C’est juste une lettre à déposer au bureau des RH, et pourtant, c’est tellement plus. C’est s’écouter, se faire un cadeau, sauter dans le vide. Peut-être que ça ne marchera pas, que dès les premiers jours, je vais regretter mon bureau et les 47 objets qui le façonnent. Peut-être que je vais avoir des difficultés pour gagner de l’argent. Mais après tout, la réponse à tout ça reste la même que lors de mon dernier saut : je n’étais plus vraiment heureuse. Je n’avais plus la flamme, chaque réveil devenait insurmontable. Cette ligne 9 semblait chaque jour, plus longue que le précédent. Et à la fin du compte, je ne me retrouvais plus trop dans mon quotidien. Je crois qu’au travail comme en amour, quand la flamme disparaît, quand on ne trouve plus de sens et qu’on vit chaque semaine de façon robotique, sans en tirer d’épanouissement, c’est qu’il est temps de partir.

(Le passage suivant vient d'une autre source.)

#[cfg(test)]
mod tests {
    use super::*;
    use std::sync::atomic::AtomicBool;
    use std::sync::Mutex;

    #[derive(Default)]
    struct MockProducer {
        should_fail: AtomicBool,
        produced: Mutex<Vec<(String, u32)>>,
    }

    #[async_trait]
    impl RecordProducer for MockProducer {
        async fn produce(
            &self,
            topic: &str,
            _payload: &[u8],
            delivery_count: u32,
        ) -> Result<(), BrokerError> {
            if self.should_fail.load(Ordering::SeqCst) {
                return Err(BrokerError::kafka("Mock failure"));
            }
            self.produced
                .lock()
                .unwrap()
                .push((topic.to_string(), delivery_count));
            Ok(())
        }
    }

    #[derive(Default)]
    struct MockOffsets {
        commits: Mutex<Vec<(i32, i64)>>,
        rewinds: Mutex<Vec<(i32, i64)>>,
    }

    impl OffsetControl for MockOffsets {
        fn commit(&self, _topic: &str, partition: i32, offset: i64) -> Result<(), BrokerError> {
            self.commits.lock().unwrap().push((partition, offset));
            Ok(())
        }

        fn rewind(&self, _topic: &str, partition: i32, offset: i64) -> Result<(), BrokerError> {
            self.rewinds.lock().unwrap().push((partition, offset));
            Ok(())
        }
    }

    fn upload_route() -> QueueRoute {
        QueueRoute {
            topic: "document.uploaded".to_string(),
            dead_letter_topic: Some("document.uploaded.dlq".to_string()),
        }
    }

    fn delivery(delivery_count: u32) -> Delivery {
        Delivery {
            tag: 1,
            payload: Bytes::from("event"),
            routing_key: "document.uploaded".to_string(),
            delivery_count,
        }
    }

    #[tokio::test]
    async fn test_requeue_produces_copy_and_commits() {
        let producer = MockProducer::default();
        let offsets = MockOffsets::default();

        let disposition = reject_record(
            &producer,
            &offsets,
            &upload_route(),
            (0, 5),
            &delivery(1),
            true,
            3,
        )
        .await
        .unwrap();

        assert_eq!(disposition, RejectDisposition::Requeued);
        assert_eq!(
            *producer.produced.lock().unwrap(),
            vec![("document.uploaded".to_string(), 2)]
        );
        assert_eq!(*offsets.commits.lock().unwrap(), vec![(0, 6)]);
        assert!(offsets.rewinds.lock().unwrap().is_empty());
    }

    #[tokio::test]
    async fn test_last_attempt_goes_to_dead_letter_topic() {
        let producer = MockProducer::default();
        let offsets = MockOffsets::default();

        let disposition = reject_record(
            &producer,
            &offsets,
            &upload_route(),
            (0, 5),
            &delivery(3),
            true,
            3,
        )
        .await
        .unwrap();

        assert_eq!(disposition, RejectDisposition::DeadLettered);
        assert_eq!(
            *producer.produced.lock().unwrap(),
            vec![("document.uploaded.dlq".to_string(), 1)]
        );
    }

    #[tokio::test]
    async fn test_failed_requeue_rewinds_instead_of_committing() {
        let producer = MockProducer::default();
        producer.should_fail.store(true, Ordering::SeqCst);
        let offsets = MockOffsets::default();

        let result = reject_record(
            &producer,
            &offsets,
            &upload_route(),
            (2, 5),
            &delivery(1),
            true,
            3,
        )
        .await;

        assert!(result.is_err());
        assert!(offsets.commits.lock().unwrap().is_empty());
        assert_eq!(*offsets.rewinds.lock().unwrap(), vec![(2, 5)]);
    }

    #[tokio::test]
    async fn test_failed_dead_letter_rewinds_instead_of_committing() {
        let producer = MockProducer::default();
        producer.should_fail.store(true, Ordering::SeqCst);
        let offsets = MockOffsets::default();

        let result = reject_record(
            &producer,
            &offsets,
            &upload_route(),
            (0, 9),
            &delivery(1),
            false,
            3,
        )
        .await;

        assert!(result.is_err());
        assert!(offsets.commits.lock().unwrap().is_empty());
        assert_eq!(*offsets.rewinds.lock().unwrap(), vec![(0, 9)]);
    }

    #[tokio::test]
    async fn test_reject_without_dead_letter_topic_discards() {
        let producer = MockProducer::default();
        let offsets = MockOffsets::default();
        let route = QueueRoute {
            topic: "summary-results".to_string(),
            dead_letter_topic: None,
        };

        let disposition = reject_record(&producer, &offsets, &route, (0, 1), &delivery(1), false, 3)
            .await
            .unwrap();

        assert_eq!(disposition, RejectDisposition::Discarded);
        assert!(producer.produced.lock().unwrap().is_empty());
        assert_eq!(*offsets.commits.lock().unwrap(), vec![(0, 2)]);
    }
}
//! Search index provider trait definition.

use async_trait::async_trait;
use document_shared::IndexedDocument;
use uuid::Uuid;

use crate::errors::SearchIndexError;
use crate::types::{SearchHit, SearchQuery};

/// Abstracts the full-text index holding one entry per document.
///
/// Entries are keyed by the document id. Writes are upserts so the indexer
/// can be replayed after a redelivery without creating duplicates.
///
/// # Index Initialization
///
/// Call `ensure_index_exists` during startup, before the first write or query.
#[async_trait]
pub trait SearchIndexProvider: Send + Sync {
    /// Ensure the search index exists with its mappings, creating it if necessary.
    async fn ensure_index_exists(&self) -> Result<(), SearchIndexError>;

    /// Create the entry for `document.document_id` or merge into the existing one.
    ///
    /// A `None` summary leaves a summary already stored on the entry untouched.
    ///
    /// # Returns
    ///
    /// * `Ok(())` - If the entry was written
    /// * `Err(SearchIndexError)` - If the backend rejected the write
    async fn index_document(&self, document: &IndexedDocument) -> Result<(), SearchIndexError>;

    /// Set the summary field of an entry, creating a partial entry when none exists.
    async fn update_summary(&self, document_id: Uuid, summary: &str)
        -> Result<(), SearchIndexError>;

    /// Remove an entry. A missing entry counts as success.
    async fn delete_document(&self, document_id: Uuid) -> Result<(), SearchIndexError>;

    /// Run a full-text query over text, filename, and summary.
    ///
    /// Hits come back in backend relevance order, at most `query.limit` of them,
    /// with highlight fragments keyed by field name.
    async fn search(&self, query: &SearchQuery) -> Result<Vec<SearchHit>, SearchIndexError>;
}
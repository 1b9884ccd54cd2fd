//! PostgreSQL implementation of the tag repository.

use async_trait::async_trait;
use document_shared::Tag;
use uuid::Uuid;

use crate::errors::RepositoryError;
use crate::interfaces::TagRepository;
use crate::postgres::is_unique_violation;
use crate::postgres::rows::TagRow;

/// PostgreSQL-backed tag repository.
///
/// Name uniqueness is enforced by the unique index on `lower(name)`, so two
/// concurrent creations of `Urgent` and `urgent` cannot both succeed.
#[derive(Clone)]
pub struct PostgresTagRepository {
    pool: sqlx::PgPool,
}

impl PostgresTagRepository {
    /// Creates a new PostgreSQL tag repository.
    pub fn new(pool: sqlx::PgPool) -> Self {
        Self { pool }
    }
}

#[async_trait]
impl TagRepository for PostgresTagRepository {
    async fn save(&self, tag: &Tag) -> Result<(), RepositoryError> {
        sqlx::query("INSERT INTO tags (id, name, color) VALUES ($1, $2, $3)")
            .bind(tag.id)
            .bind(&tag.name)
            .bind(&tag.color)
            .execute(&self.pool)
            .await
            .map_err(|e| {
                if is_unique_violation(&e) {
                    RepositoryError::duplicate(format!("tag '{}'", tag.name))
                } else {
                    RepositoryError::from(e)
                }
            })?;

        Ok(())
    }

    async fn find_by_id(&self, id: Uuid) -> Result<Option<Tag>, RepositoryError> {
        let row = sqlx::query_as::<_, TagRow>("SELECT id, name, color FROM tags WHERE id = $1")
            .bind(id)
            .fetch_optional(&self.pool)
            .await?;

        Ok(row.map(Tag::from))
    }

    async fn find_all(&self) -> Result<Vec<Tag>, RepositoryError> {
        let rows = sqlx::query_as::<_, TagRow>("SELECT id, name, color FROM tags ORDER BY name")
            .fetch_all(&self.pool)
            .await?;

        Ok(rows.into_iter().map(Tag::from).collect())
    }

    async fn find_by_name_ignore_case(&self, name: &str) -> Result<Option<Tag>, RepositoryError> {
        let row = sqlx::query_as::<_, TagRow>(
            "SELECT id, name, color FROM tags WHERE lower(name) = lower($1)",
        )
        .bind(name)
        .fetch_optional(&self.pool)
        .await?;

        Ok(row.map(Tag::from))
    }

    async fn delete_by_id(&self, id: Uuid) -> Result<bool, RepositoryError> {
        let result = sqlx::query("DELETE FROM tags WHERE id = $1")
            .bind(id)
            .execute(&self.pool)
            .await?;

        Ok(result.rows_affected() > 0)
    }

    async fn find_by_document(&self, document_id: Uuid) -> Result<Vec<Tag>, RepositoryError> {
        let rows = sqlx::query_as::<_, TagRow>(
            "SELECT t.id, t.name, t.color FROM tags t \
             JOIN document_tags dt ON dt.tag_id = t.id \
             WHERE dt.document_id = $1 ORDER BY t.name",
        )
        .bind(document_id)
        .fetch_all(&self.pool)
        .await?;

        Ok(rows.into_iter().map(Tag::from).collect())
    }
}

Il est l’heure pour moi de fermer un chapitre incroyablement inspirant, un merveilleux chapitre qui répondait à tous les rêves et toutes les envies, de celle que j’étais il y a 10 ans. Il ne reste plus qu’à moi, d’offrir à celle que je suis aujourd’hui, une histoire encore plus folle, encore plus rocambolesque.
Le grand départ aura lieu dans quelques mois, je t’en reparle vite.
Bisous,
Lauréna
P.s : un PVT c’est un Permis Vacances Travail, ça veut dire que je peux travailler dans une entreprise canadienne ou simplement y vivre et y voyager, comme bon me semble, pendant deux ans. Tu te demandes alors “tu pars pour deux ans ?” et la réponse, c’est que je n’en sais rien. L’avenir me le dira !

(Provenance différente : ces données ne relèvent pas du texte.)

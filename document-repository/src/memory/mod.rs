//! In-memory implementation of both repositories.
//!
//! Used by tests and by local runs without a database. It mirrors the
//! PostgreSQL constraints: version-checked updates, case-insensitive tag
//! uniqueness, cascading deletes and set semantics for associations.

use std::collections::{HashMap, HashSet};
use std::sync::Arc;

use async_trait::async_trait;
use document_shared::{Document, Tag};
use tokio::sync::RwLock;
use uuid::Uuid;

use crate::errors::RepositoryError;
use crate::interfaces::{DocumentRepository, TagRepository};

#[derive(Default)]
struct State {
    documents: HashMap<Uuid, Document>,
    tags: HashMap<Uuid, Tag>,
    links: HashSet<(Uuid, Uuid)>,
}

impl State {
    fn tags_of(&self, document_id: Uuid) -> Vec<Tag> {
        let mut tags: Vec<Tag> = self
            .links
            .iter()
            .filter(|(doc, _)| *doc == document_id)
            .filter_map(|(_, tag)| self.tags.get(tag).cloned())
            .collect();
        tags.sort_by(|a, b| a.name.cmp(&b.name));
        tags
    }

    fn with_tags(&self, document: &Document) -> Document {
        let mut document = document.clone();
        document.tags = self.tags_of(document.id);
        document
    }
}

/// Document and tag store held in process memory.
///
/// Cloning shares the underlying state, so one instance can be handed out
/// as both `Arc<dyn DocumentRepository>` and `Arc<dyn TagRepository>`.
#[derive(Clone, Default)]
pub struct InMemoryDocumentStore {
    state: Arc<RwLock<State>>,
}

impl InMemoryDocumentStore {
    pub fn new() -> Self {
        Self::default()
    }

    /// Number of stored documents.
    pub async fn document_count(&self) -> usize {
        self.state.read().await.documents.len()
    }
}

#[async_trait]
impl DocumentRepository for InMemoryDocumentStore {
    async fn insert(&self, document: &Document) -> Result<(), RepositoryError> {
        let mut state = self.state.write().await;

        if state.documents.contains_key(&document.id) {
            return Err(RepositoryError::duplicate(format!("document {}", document.id)));
        }
        if state
            .documents
            .values()
            .any(|d| d.storage_key == document.storage_key)
        {
            return Err(RepositoryError::duplicate(format!(
                "storage key {}",
                document.storage_key
            )));
        }

        let mut stored = document.clone();
        stored.tags.clear();
        state.documents.insert(stored.id, stored);
        Ok(())
    }

    async fn find_by_id(&self, id: Uuid) -> Result<Option<Document>, RepositoryError> {
        let state = self.state.read().await;
        Ok(state.documents.get(&id).map(|d| state.with_tags(d)))
    }

    async fn find_all(&self) -> Result<Vec<Document>, RepositoryError> {
        let state = self.state.read().await;
        let mut documents: Vec<Document> =
            state.documents.values().map(|d| state.with_tags(d)).collect();
        documents.sort_by(|a, b| b.uploaded_at.cmp(&a.uploaded_at));
        Ok(documents)
    }

    async fn update(
        &self,
        document: &Document,
        expected_version: i64,
    ) -> Result<Document, RepositoryError> {
        let mut state = self.state.write().await;

        let stored = state
            .documents
            .get_mut(&document.id)
            .ok_or_else(|| RepositoryError::not_found(format!("document {}", document.id)))?;

        if stored.version != expected_version {
            return Err(RepositoryError::VersionConflict {
                id: document.id,
                expected: expected_version,
                actual: stored.version,
            });
        }

        stored.filename = document.filename.clone();
        stored.content_type = document.content_type.clone();
        stored.size = document.size;
        stored.storage_key = document.storage_key.clone();
        stored.summary = document.summary.clone();
        stored.version += 1;

        let updated = stored.clone();
        Ok(state.with_tags(&updated))
    }

    async fn delete_by_id(&self, id: Uuid) -> Result<bool, RepositoryError> {
        let mut state = self.state.write().await;
        let removed = state.documents.remove(&id).is_some();
        state.links.retain(|(doc, _)| *doc != id);
        Ok(removed)
    }

    async fn update_summary(&self, id: Uuid, summary: &str) -> Result<bool, RepositoryError> {
        let mut state = self.state.write().await;
        match state.documents.get_mut(&id) {
            Some(document) => {
                document.summary = Some(summary.to_string());
                Ok(true)
            }
            None => Ok(false),
        }
    }

    async fn add_tag(&self, document_id: Uuid, tag_id: Uuid) -> Result<bool, RepositoryError> {
        let mut state = self.state.write().await;
        if !state.documents.contains_key(&document_id) || !state.tags.contains_key(&tag_id) {
            return Err(RepositoryError::not_found(format!(
                "document {} or tag {}",
                document_id, tag_id
            )));
        }
        Ok(state.links.insert((document_id, tag_id)))
    }

    async fn remove_tag(&self, document_id: Uuid, tag_id: Uuid) -> Result<bool, RepositoryError> {
        let mut state = self.state.write().await;
        Ok(state.links.remove(&(document_id, tag_id)))
    }
}

#[async_trait]
impl TagRepository for InMemoryDocumentStore {
    async fn save(&self, tag: &Tag) -> Result<(), RepositoryError> {
        let mut state = self.state.write().await;
        let lowered = tag.name.to_lowercase();
        if state
            .tags
            .values()
            .any(|t| t.id == tag.id || t.name.to_lowercase() == lowered)
        {
            return Err(RepositoryError::duplicate(format!("tag '{}'", tag.name)));
        }
        state.tags.insert(tag.id, tag.clone());
        Ok(())
    }

    async fn find_by_id(&self, id: Uuid) -> Result<Option<Tag>, RepositoryError> {
        Ok(self.state.read().await.tags.get(&id).cloned())
    }

    async fn find_all(&self) -> Result<Vec<Tag>, RepositoryError> {
        let state = self.state.read().await;
        let mut tags: Vec<Tag> = state.tags.values().cloned().collect();
        tags.sort_by(|a, b| a.name.cmp(&b.name));
        Ok(tags)
    }

    async fn find_by_name_ignore_case(&self, name: &str) -> Result<Option<Tag>, RepositoryError> {
        let lowered = name.to_lowercase();
        let state = self.state.read().await;
        Ok(state
            .tags
            .values()
            .find(|t| t.name.to_lowercase() == lowered)
            .cloned())
    }

    async fn delete_by_id(&self, id: Uuid) -> Result<bool, RepositoryError> {
        let mut state = self.state.write().await;
        let removed = state.tags.remove(&id).is_some();
        state.links.retain(|(_, tag)| *tag != id);
        Ok(removed)
    }

    async fn find_by_document(&self, document_id: Uuid) -> Result<Vec<Tag>, RepositoryError> {
        Ok(self.state.read().await.tags_of(document_id))
    }
}

#[cfg(test)]
mod tests {
    use super::*;

    fn document(name: &str) -> Document {
        let id = Uuid::new_v4();
        Document::new(
            id,
            name.to_string(),
            "text/plain".to_string(),
            4,
            "alice".to_string(),
            document_shared::storage_key(id, name),
        )
    }

    #[tokio::test]
    async fn test_insert_and_find() {
        let store = InMemoryDocumentStore::new();
        let doc = document("a.txt");
        DocumentRepository::insert(&store, &doc).await.unwrap();

        let found = DocumentRepository::find_by_id(&store, doc.id)
            .await
            .unwrap()
            .unwrap();
        assert_eq!(found.filename, "a.txt");
        assert_eq!(found.version, 1);
        assert!(DocumentRepository::find_by_id(&store, Uuid::new_v4())
            .await
            .unwrap()
            .is_none());
    }

    #[tokio::test]
    async fn test_duplicate_storage_key_rejected() {
        let store = InMemoryDocumentStore::new();
        let doc = document("a.txt");
        store.insert(&doc).await.unwrap();

        let mut other = document("b.txt");
        other.storage_key = doc.storage_key.clone();
        let result = store.insert(&other).await;
        assert!(matches!(result, Err(RepositoryError::Duplicate(_))));
    }

    #[tokio::test]
    async fn test_update_increments_version() {
        let store = InMemoryDocumentStore::new();
        let mut doc = document("a.txt");
        store.insert(&doc).await.unwrap();

        doc.filename = "renamed.txt".to_string();
        let updated = store.update(&doc, 1).await.unwrap();
        assert_eq!(updated.version, 2);
        assert_eq!(updated.filename, "renamed.txt");
    }

    #[tokio::test]
    async fn test_update_with_stale_version_conflicts() {
        let store = InMemoryDocumentStore::new();
        let doc = document("a.txt");
        store.insert(&doc).await.unwrap();
        store.update(&doc, 1).await.unwrap();

        let result = store.update(&doc, 1).await;
        match result {
            Err(RepositoryError::VersionConflict {
                expected, actual, ..
            }) => {
                assert_eq!(expected, 1);
                assert_eq!(actual, 2);
            }
            other => panic!("expected version conflict, got {:?}", other.map(|d| d.id)),
        }
    }

    #[tokio::test]
    async fn test_update_missing_document_is_not_found() {
        let store = InMemoryDocumentStore::new();
        let result = store.update(&document("ghost.txt"), 1).await;
        assert!(matches!(result, Err(RepositoryError::NotFound(_))));
    }

    #[tokio::test]
    async fn test_find_all_newest_first() {
        let store = InMemoryDocumentStore::new();
        let mut older = document("old.txt");
        older.uploaded_at = older.uploaded_at - chrono::Duration::minutes(5);
        let newer = document("new.txt");
        store.insert(&older).await.unwrap();
        store.insert(&newer).await.unwrap();

        let all = DocumentRepository::find_all(&store).await.unwrap();
        assert_eq!(all[0].filename, "new.txt");
        assert_eq!(all[1].filename, "old.txt");
    }

    #[tokio::test]
    async fn test_tag_names_unique_ignoring_case() {
        let store = InMemoryDocumentStore::new();
        store
            .save(&Tag::new("Urgent".to_string(), None))
            .await
            .unwrap();

        let result = store.save(&Tag::new("urgent".to_string(), None)).await;
        assert!(matches!(result, Err(RepositoryError::Duplicate(_))));

        let found = store.find_by_name_ignore_case("URGENT").await.unwrap();
        assert_eq!(found.map(|t| t.name), Some("Urgent".to_string()));
    }

    #[tokio::test]
    async fn test_association_has_set_semantics() {
        let store = InMemoryDocumentStore::new();
        let doc = document("a.txt");
        let tag = Tag::new("finance".to_string(), Some("#00ff00".to_string()));
        store.insert(&doc).await.unwrap();
        store.save(&tag).await.unwrap();

        assert!(store.add_tag(doc.id, tag.id).await.unwrap());
        assert!(!store.add_tag(doc.id, tag.id).await.unwrap());

        let found = DocumentRepository::find_by_id(&store, doc.id)
            .await
            .unwrap()
            .unwrap();
        assert_eq!(found.tags.len(), 1);

        assert!(store.remove_tag(doc.id, tag.id).await.unwrap());
        assert!(!store.remove_tag(doc.id, tag.id).await.unwrap());
    }

    #[tokio::test]
    async fn test_add_tag_to_missing_document_is_not_found() {
        let store = InMemoryDocumentStore::new();
        let tag = Tag::new("finance".to_string(), None);
        store.save(&tag).await.unwrap();

        let result = store.add_tag(Uuid::new_v4(), tag.id).await;
        assert!(matches!(result, Err(RepositoryError::NotFound(_))));
    }

    #[tokio::test]
    async fn test_deleting_tag_removes_associations() {
        let store = InMemoryDocumentStore::new();
        let doc = document("a.txt");
        let tag = Tag::new("finance".to_string(), None);
        store.insert(&doc).await.unwrap();
        store.save(&tag).await.unwrap();
        store.add_tag(doc.id, tag.id).await.unwrap();

        assert!(TagRepository::delete_by_id(&store, tag.id).await.unwrap());
        assert!(store.find_by_document(doc.id).await.unwrap().is_empty());
    }

    #[tokio::test]
    async fn test_update_summary_last_write_wins() {
        let store = InMemoryDocumentStore::new();
        let doc = document("a.txt");
        store.insert(&doc).await.unwrap();

        assert!(store.update_summary(doc.id, "first").await.unwrap());
        assert!(store.update_summary(doc.id, "second").await.unwrap());
        assert!(!store.update_summary(Uuid::new_v4(), "x").await.unwrap());

        let found = DocumentRepository::find_by_id(&store, doc.id)
            .await
            .unwrap()
            .unwrap();
        assert_eq!(found.summary.as_deref(), Some("second"));
    }
}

C'est dingue, après avoir voyagé partout dans le monde seule, dès mes 22 ans, être revenue à Paris puis repartie pour réaliser mon rêve de PVT, ce dont je rêve, ou peut être dont je crois rêver, c'est d'un CDI en journalisme. Mais on se trompe une fois plongés dans cette société parisienne. Le vrai rêve c'est l'aventure, et merci de me le rappeler ou du moins, me donner à nouveau une nouvelle perspective :)
Belle aventure en vue, tellement bien écrit,
je suis sûr de toi, te soutien et serai toujours là pour toi.